Creating Blog Posts for Entropy Exchange

Welcome to the Entropy Exchange blog platform! As part of Synaptiq’s mission to advance AI for the benefit of humankind, this platform serves as a bridge between our technical expertise and the broader community. This guide will walk you through the process of creating and publishing blog posts using our Quarto-based system and helpful Makefile commands.

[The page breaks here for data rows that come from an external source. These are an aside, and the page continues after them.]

//! campus CLI - run and maintain the campus resource booking backend
//!
//! - `serve`: HTTP API (signup/login, resources, bookings, analytics)
//! - `init-db`: create the SQLite schema
//! - `seed`: load demo users and resources

use anyhow::Result;
use clap::{Parser, Subcommand};

mod commands;
mod tracing_setup;

use tracing_setup::TracingConfig;

#[derive(Parser, Debug)]
#[command(
    name = "campus",
    author,
    version,
    about = "Campus resource booking backend",
    long_about = "Book rooms, halls and equipment without double-booking. Serves a JSON API \
                  over SQLite with bearer-token authentication."
)]
struct Cli {
    /// Debug logging (RUST_LOG still wins when set)
    #[arg(long, global = true)]
    debug: bool,

    /// Export traces over OTLP (needs the `telemetry` feature)
    #[arg(long, global = true)]
    otel: bool,

    #[command(subcommand)]
    command: Commands,
}

#[derive(Subcommand, Debug)]
enum Commands {
    /// Run the HTTP API server
    Serve(commands::serve::ServeArgs),
    /// Create database tables and indexes
    InitDb(commands::db::DbArgs),
    /// Insert demo users and resources (idempotent)
    Seed(commands::db::DbArgs),
}

#[tokio::main]
async fn main() -> Result<()> {
    // Before parsing, so clap's env fallbacks see .env values
    dotenvy::dotenv().ok();
    let cli = Cli::parse();

    tracing_setup::init(&TracingConfig {
        debug: cli.debug,
        otel: cli.otel,
    })
    .ok();

    let result = match cli.command {
        Commands::Serve(args) => commands::run_serve(args).await,
        Commands::InitDb(args) => commands::run_init_db(args).await,
        Commands::Seed(args) => commands::run_seed(args).await,
    };

    tracing_setup::shutdown_otel();
    result
}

Content Types and Guidelines

External-Facing Blog Posts

The Entropy Exchange blog is designed to share our insights, research, and perspectives on AI and technology with the broader community. All blog posts must be approved as external-facing content before publication. These posts should:

  • Focus on topics that align with Synaptiq’s mission of advancing AI for humankind
  • Be accessible to a general technical audience
  • Include clear explanations and practical examples
  • Avoid internal implementation details
  • Be reviewed and approved by the content team

Internal Engineering Playbooks

Engineering playbooks and technical documentation with detailed code snippets are for internal use only and should not be listed on the homepage. These documents serve as valuable resources for our engineering team but are not intended for external distribution. See our Engineering Playbook for examples of internal documentation format and best practices.

Prerequisites

Before you start, make sure you have the following installed:

  • Quarto: Our publishing system
  • Ollama: For AI assistance (optional)
  • uv: Python package manager

You can install these prerequisites with:

make install

Creating a New Blog Post

The easiest way to create a new blog post is to use our Makefile command:

make post your-post-title

This command will:

  1. Create a new directory under posts/ with your post title
  2. Generate an index.qmd file with the proper frontmatter
  3. Set the author to your system username
  4. Set the date to today’s date

For example, running make post ai-trends-2025 will create:

  • A directory at posts/ai-trends-2025/
  • A file at posts/ai-trends-2025/index.qmd with basic frontmatter

Content Review Process

Before publishing your post:

  1. Ensure your content aligns with Synaptiq’s mission and values
  2. Review the content for technical accuracy and clarity
  3. Submit for internal review
  4. Once approved, set draft: false in the frontmatter
  5. Request a PR review
  6. After merging to main, the GitHub Actions workflow will automatically build and deploy the site

Editing Your Post

After creating the post, you’ll need to edit the index.qmd file. The file uses Quarto Markdown, which supports:

  • Standard Markdown formatting
  • Code blocks with syntax highlighting
  • Math equations
  • Diagrams
  • Interactive elements

Frontmatter Options

The top section of your post (between the --- markers) contains metadata:

---
title: "Your Post Title"
author: "Your Name"
date: "2025-03-07"
categories: [category1, category2]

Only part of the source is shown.